If you’re their main care giver and emotional support and it’s not equal parenting at the moment then no I wouldn’t and I couldn’t.

JustGotToKeepOnKeepingOn · 29/05/2023 16:55

Go for it. The children will be with their dad. If this was the other way around (your DH going away) no one would say a word.

This is a great opportunity for you and (with the prospect of buying a house) is life changing for you all. Go!

KetoQueen · 29/05/2023 17:04

Are you bloody joking

our parents did that to us as teenagers - they fucked off to California- and we never forgave them.

LizHoney · 29/05/2023 17:17

I am very career-orientated, but in a million years I wouldn't do this. They are far too young.

toomuchlaundry · 29/05/2023 17:18

@JustGotToKeepOnKeepingOn i wouldn’t want DH to do this and neither would he. He wanted to be as involved in DS’s life as much as he could. Wish we would actually say something rather than thinking it doesn’t matter whether dads are around or not

JulieHoney · 29/05/2023 17:29

I would do it, OP.

Three of my friends and two of my cousins had husbands who worked away for months at a time (some in the military, some as contractors). Their children all have good relationships with their fathers, and the absences were more that a 10 month stint.

Doing this for 10 months - basically just one school year - will set you up financially to be able to make better choices for your family.

Regular Zoom chats and games, postcards, little gifts, text messages etc can keep you in regular contact with your children.

Let’s be honest, no one gives the fathers guilt when they work away.

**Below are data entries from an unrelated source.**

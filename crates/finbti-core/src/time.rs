use chrono::{DateTime, Datelike, Duration, Local, NaiveDate, NaiveDateTime, NaiveTime, Weekday};
use serde::{Deserialize, Serialize};

/// Clock abstracts access to the current date so aggregations remain deterministic in tests.
pub trait Clock: Send + Sync {
    /// Returns the current local timestamp.
    fn now(&self) -> NaiveDateTime;

    /// Returns the current local date. Defaults to `now().date()`.
    fn today(&self) -> NaiveDate {
        self.now().date()
    }
}

/// Wall clock in the machine's local timezone.
#[derive(Debug, Clone, Copy, Default)]
pub struct SystemClock;

impl Clock for SystemClock {
    fn now(&self) -> NaiveDateTime {
        Local::now().naive_local()
    }
}

/// A clock pinned to one date, used for `--today` overrides and tests.
#[derive(Debug, Clone, Copy)]
pub struct FixedClock(pub NaiveDate);

impl Clock for FixedClock {
    fn now(&self) -> NaiveDateTime {
        self.0.and_time(NaiveTime::MIN)
    }
}

const DATE_TIME_FORMATS: [&str; 5] = [
    "%Y-%m-%dT%H:%M:%S%.f",
    "%Y-%m-%dT%H:%M:%S",
    "%Y-%m-%d %H:%M:%S%.f",
    "%Y-%m-%d %H:%M:%S",
    "%Y-%m-%dT%H:%M",
];
const DATE_FORMAT: &str = "%Y-%m-%d";

/// Parses the timestamp shapes the ledger endpoints emit. Offsets are dropped
/// after parsing so the wall-clock time the server reported is kept.
pub fn parse_timestamp(raw: &str) -> Option<NaiveDateTime> {
    let raw = raw.trim();
    if raw.is_empty() {
        return None;
    }
    if let Ok(parsed) = DateTime::parse_from_rfc3339(raw) {
        return Some(parsed.naive_local());
    }
    DATE_TIME_FORMATS
        .iter()
        .find_map(|format| NaiveDateTime::parse_from_str(raw, format).ok())
        .or_else(|| {
            NaiveDate::parse_from_str(raw, DATE_FORMAT)
                .ok()
                .map(|date| date.and_time(NaiveTime::MIN))
        })
}

/// Language used for generated display labels.
#[derive(Debug, Clone, Copy, Default, Serialize, Deserialize, PartialEq, Eq)]
#[serde(rename_all = "lowercase")]
pub enum LabelLocale {
    #[default]
    Ko,
    En,
}

impl LabelLocale {
    /// Maps a language tag such as `ko-KR` or `en-US`; unknown tags fall back to Korean.
    pub fn from_tag(tag: &str) -> Self {
        let lang = tag.split(['-', '_']).next().unwrap_or_default();
        if lang.eq_ignore_ascii_case("en") {
            LabelLocale::En
        } else {
            LabelLocale::Ko
        }
    }

    pub fn today(self) -> &'static str {
        match self {
            LabelLocale::Ko => "오늘",
            LabelLocale::En => "Today",
        }
    }

    pub fn yesterday(self) -> &'static str {
        match self {
            LabelLocale::Ko => "어제",
            LabelLocale::En => "Yesterday",
        }
    }

    /// Sub-label used when a transaction has neither category nor memo.
    pub fn other(self) -> &'static str {
        match self {
            LabelLocale::Ko => "기타",
            LabelLocale::En => "Other",
        }
    }

    pub fn weekday(self, weekday: Weekday) -> &'static str {
        match (self, weekday) {
            (LabelLocale::Ko, Weekday::Mon) => "월요일",
            (LabelLocale::Ko, Weekday::Tue) => "화요일",
            (LabelLocale::Ko, Weekday::Wed) => "수요일",
            (LabelLocale::Ko, Weekday::Thu) => "목요일",
            (LabelLocale::Ko, Weekday::Fri) => "금요일",
            (LabelLocale::Ko, Weekday::Sat) => "토요일",
            (LabelLocale::Ko, Weekday::Sun) => "일요일",
            (LabelLocale::En, Weekday::Mon) => "Monday",
            (LabelLocale::En, Weekday::Tue) => "Tuesday",
            (LabelLocale::En, Weekday::Wed) => "Wednesday",
            (LabelLocale::En, Weekday::Thu) => "Thursday",
            (LabelLocale::En, Weekday::Fri) => "Friday",
            (LabelLocale::En, Weekday::Sat) => "Saturday",
            (LabelLocale::En, Weekday::Sun) => "Sunday",
        }
    }
}

/// "today" / "yesterday" / weekday name of `date`, relative to `today`.
pub fn day_label(date: NaiveDate, today: NaiveDate, locale: LabelLocale) -> String {
    if date == today {
        locale.today().to_string()
    } else if date == today - Duration::days(1) {
        locale.yesterday().to_string()
    } else {
        locale.weekday(date.weekday()).to_string()
    }
}
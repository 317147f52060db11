use finbti_core::{MbtiReport, MbtiService};
use finbti_domain::{AnswerSheet, RawMbtiScores, TraitResult, QUESTIONNAIRE, TRAIT_AXES};

use crate::cli::input::read_json;
use crate::cli::registry::{CommandEntry, CommandResult};
use crate::cli::shell_context::{OutputMode, ShellContext};

use super::{required_path, to_json};

const SCORES_USAGE: &str = "mbti-scores <scores.json> [--json]";
const ANSWERS_USAGE: &str = "mbti-answers <answers.json> [--json]";
const BAR_WIDTH: usize = 20;

pub(crate) fn definitions() -> Vec<CommandEntry> {
    vec![
        CommandEntry::new(
            "mbti-scores",
            "Turn a saved server score object into trait splits",
            SCORES_USAGE,
            cmd_scores,
        ),
        CommandEntry::new(
            "mbti-answers",
            "Score a local answer sheet keyed by question index",
            ANSWERS_USAGE,
            cmd_answers,
        ),
        CommandEntry::new(
            "questions",
            "List the questionnaire with question indexes",
            "questions",
            cmd_questions,
        ),
    ]
}

fn cmd_scores(context: &mut ShellContext, args: &[&str]) -> CommandResult {
    let path = required_path(args, SCORES_USAGE)?;
    let scores: RawMbtiScores = read_json(path)?;
    let report = MbtiService::score_server_result(&scores);
    emit(context, &report)
}

fn cmd_answers(context: &mut ShellContext, args: &[&str]) -> CommandResult {
    let path = required_path(args, ANSWERS_USAGE)?;
    let sheet: AnswerSheet = read_json(path)?;
    MbtiService::validate_answers(&QUESTIONNAIRE, &sheet)?;
    let report = MbtiService::score_answers(&QUESTIONNAIRE, &sheet);
    tracing::info!(answered = sheet.len(), "answer sheet scored");
    emit(context, &report)
}

fn emit(context: &ShellContext, report: &MbtiReport) -> CommandResult {
    match context.mode {
        OutputMode::Json => to_json(report),
        OutputMode::Text => Ok(render(context, report)),
    }
}

fn render(context: &ShellContext, report: &MbtiReport) -> String {
    let mut out = context.report();

    match report.profile {
        Some(profile) => {
            out.section(format!("{} {}", profile.code, profile.nickname));
            out.info(profile.summary);
        }
        None => {
            out.section("Financial MBTI");
        }
    }
    out.blank_line();

    for result in &report.results {
        out.info(format!("{} {}", result.code, result.title));
        out.detail(split_line(result));
        out.detail(result.description);
    }

    out.finish()
}

fn split_line(result: &TraitResult) -> String {
    let left = usize::from(result.left_score) * BAR_WIDTH / 100;
    let marker = if result.is_left_dominant() { "<" } else { ">" };
    format!(
        "{} {:>3}% [{}{}] {:>3}% {}  {}",
        result.left_label,
        result.left_score,
        "=".repeat(left),
        " ".repeat(BAR_WIDTH - left),
        result.right_score(),
        result.right_label,
        marker
    )
}

fn cmd_questions(context: &mut ShellContext, _args: &[&str]) -> CommandResult {
    let mut out = context.report();
    for axis in &TRAIT_AXES {
        out.section(format!("{} {}", axis.code, axis.title));
        for (index, question) in QUESTIONNAIRE.iter().enumerate() {
            if question.axis == axis.code {
                out.info(format!("{index:>2}. {}", question.title));
            }
        }
    }
    out.detail("Answer 1 (strongly disagree) to 5 (strongly agree).");
    Ok(out.finish())
}
//! Groups fetched ledger records into per-day display sections.

use std::collections::BTreeMap;

use chrono::{Datelike, NaiveDate, NaiveDateTime};
use serde::Serialize;
use tracing::debug;

pub use finbti_domain::GroupingKey;
use finbti_domain::{LedgerItem, Money, TransactionGroup, TransactionItem, TransactionKind};

use crate::{
    format::{currency_formatter, CurrencyFormatter},
    time::{day_label, parse_timestamp, LabelLocale},
};

const SUB_SEPARATOR: &str = " | ";

#[derive(Debug, Clone, PartialEq, Eq)]
pub struct GroupingOptions {
    pub key: GroupingKey,
    pub locale: LabelLocale,
    pub currency: String,
}

impl Default for GroupingOptions {
    fn default() -> Self {
        Self {
            key: GroupingKey::default(),
            locale: LabelLocale::default(),
            currency: "KRW".into(),
        }
    }
}

/// Grouping output plus the ids of records that were left out.
#[derive(Debug, Clone, Default, Serialize, PartialEq, Eq)]
pub struct GroupingReport {
    pub groups: Vec<TransactionGroup>,
    pub skipped: Vec<i64>,
}

/// Overall sums across a set of groups.
#[derive(Debug, Clone, Copy, Default, Serialize, PartialEq, Eq)]
pub struct LedgerTotals {
    pub income: Money,
    pub expense: Money,
    pub net: Money,
    pub count: usize,
}

#[derive(Debug, Clone, Copy, PartialEq, Eq, PartialOrd, Ord)]
struct BucketKey {
    year: i32,
    month: u32,
    day: u32,
}

impl BucketKey {
    fn new(date: NaiveDate, key: GroupingKey) -> Self {
        match key {
            GroupingKey::DayOfMonth => Self {
                year: 0,
                month: 0,
                day: date.day(),
            },
            GroupingKey::CalendarDate => Self {
                year: date.year(),
                month: date.month(),
                day: date.day(),
            },
        }
    }

    fn label(&self, key: GroupingKey) -> String {
        match key {
            GroupingKey::DayOfMonth => format!("{:02}", self.day),
            GroupingKey::CalendarDate => {
                format!("{:04}-{:02}-{:02}", self.year, self.month, self.day)
            }
        }
    }
}

#[derive(Default)]
struct Bucket {
    latest: Option<NaiveDateTime>,
    daily_total: Money,
    total_income: Money,
    total_expense: Money,
    items: Vec<TransactionItem>,
}

pub struct LedgerService;

impl LedgerService {
    /// Groups by day of month with Korean labels, most recent day first.
    /// Records without a parseable timestamp are dropped.
    pub fn group_transactions_by_date(
        items: &[LedgerItem],
        today: NaiveDate,
    ) -> Vec<TransactionGroup> {
        Self::group_transactions(items, today, &GroupingOptions::default()).groups
    }

    pub fn group_transactions(
        items: &[LedgerItem],
        today: NaiveDate,
        options: &GroupingOptions,
    ) -> GroupingReport {
        let formatter = currency_formatter(&options.currency);
        let mut buckets: BTreeMap<BucketKey, Bucket> = BTreeMap::new();
        let mut skipped = Vec::new();

        for item in items {
            let Some(occurred_at) = item.transaction_at.as_deref().and_then(parse_timestamp) else {
                debug!(
                    id = item.id,
                    raw = ?item.transaction_at,
                    "skipping ledger item without a parseable timestamp"
                );
                skipped.push(item.id);
                continue;
            };
            let bucket_key = BucketKey::new(occurred_at.date(), options.key);
            let view = Self::to_transaction_item(
                item,
                occurred_at,
                today,
                bucket_key.label(options.key),
                options.locale,
                formatter.as_ref(),
            );
            let bucket = buckets.entry(bucket_key).or_default();
            bucket.daily_total = bucket.daily_total.saturating_add(view.signed_amount);
            match item.kind {
                TransactionKind::Income => {
                    bucket.total_income = bucket.total_income.saturating_add(view.signed_amount)
                }
                TransactionKind::Expense => {
                    bucket.total_expense = bucket.total_expense.saturating_sub(view.signed_amount)
                }
            }
            if bucket.latest.map_or(true, |latest| occurred_at > latest) {
                bucket.latest = Some(occurred_at);
            }
            bucket.items.push(view);
        }

        let groups = buckets
            .into_iter()
            .rev()
            .map(|(bucket_key, bucket)| {
                let date = bucket
                    .latest
                    .map(|latest| day_label(latest.date(), today, options.locale))
                    .unwrap_or_default();
                TransactionGroup {
                    date,
                    day: bucket_key.day,
                    key: bucket_key.label(options.key),
                    daily_total: bucket.daily_total,
                    total_income: bucket.total_income,
                    total_expense: bucket.total_expense,
                    items: bucket.items,
                }
            })
            .collect();

        GroupingReport { groups, skipped }
    }

    /// Builds the display row for one record.
    pub fn to_transaction_item(
        item: &LedgerItem,
        occurred_at: NaiveDateTime,
        today: NaiveDate,
        group_key: String,
        locale: LabelLocale,
        formatter: &dyn CurrencyFormatter,
    ) -> TransactionItem {
        let signed_amount = item.kind.signed(item.amount);
        let category = present(item.category_name.as_deref());
        let memo = present(item.memo.as_deref());
        TransactionItem {
            id: item.id,
            kind: item.kind,
            signed_amount,
            amount_text: formatter.format_signed(signed_amount),
            title: memo.or(category).unwrap_or(locale.other()).to_string(),
            sub: Self::sub_label(category, memo, locale),
            occurred_at,
            group_key,
            date_label: day_label(occurred_at.date(), today, locale),
        }
    }

    /// `"{category} | {memo}"`, whichever part exists, or the "other" fallback.
    pub fn sub_label(category: Option<&str>, memo: Option<&str>, locale: LabelLocale) -> String {
        match (present(category), present(memo)) {
            (Some(category), Some(memo)) => format!("{category}{SUB_SEPARATOR}{memo}"),
            (Some(only), None) | (None, Some(only)) => only.to_string(),
            (None, None) => locale.other().to_string(),
        }
    }

    pub fn totals(groups: &[TransactionGroup]) -> LedgerTotals {
        groups.iter().fold(LedgerTotals::default(), |acc, group| {
            let income = acc.income.saturating_add(group.total_income);
            let expense = acc.expense.saturating_add(group.total_expense);
            LedgerTotals {
                income,
                expense,
                net: income.saturating_sub(expense),
                count: acc.count + group.items.len(),
            }
        })
    }
}

fn present(value: Option<&str>) -> Option<&str> {
    value.map(str::trim).filter(|text| !text.is_empty())
}
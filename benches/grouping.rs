use chrono::NaiveDate;
use criterion::{black_box, criterion_group, criterion_main, BenchmarkId, Criterion};

use finbti::finbti_core::{GroupingKey, GroupingOptions, LedgerService};
use finbti::finbti_domain::{LedgerItem, TransactionKind};

fn ledger(size: usize) -> Vec<LedgerItem> {
    (0..size)
        .map(|index| {
            let kind = if index % 3 == 0 {
                TransactionKind::Income
            } else {
                TransactionKind::Expense
            };
            let month = 1 + (index / 28) % 12;
            let day = 1 + index % 28;
            let hour = index % 24;
            LedgerItem::new(
                index as i64,
                kind,
                1_000 + (index as i64 * 37) % 50_000,
                &format!("2025-{month:02}-{day:02}T{hour:02}:00:00"),
            )
            .with_category("Food")
            .with_memo("Lunch")
        })
        .collect()
}

fn bench_grouping(c: &mut Criterion) {
    let today = NaiveDate::from_ymd_opt(2025, 12, 31).expect("valid date");
    let mut group = c.benchmark_group("group_transactions");
    for size in [100usize, 1_000, 10_000] {
        let items = ledger(size);
        for key in [GroupingKey::DayOfMonth, GroupingKey::CalendarDate] {
            let options = GroupingOptions {
                key,
                ..GroupingOptions::default()
            };
            group.bench_with_input(
                BenchmarkId::new(format!("{key:?}"), size),
                &items,
                |b, items| {
                    b.iter(|| LedgerService::group_transactions(black_box(items), today, &options))
                },
            );
        }
    }
    group.finish();
}

criterion_group!(benches, bench_grouping);
criterion_main!(benches);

moose62 · 29/05/2023 17:31

it is not really any different to going to boarding school but they would be better off as they have one parent still with them. I didn't see either of my parents for the whole term as they lived abroad so only the holidays. I'm not saying it was great but it is doable - especially for a shortish period of time. Especially as there is access to skype / phones / computers which were all sadly lacking when i was a child.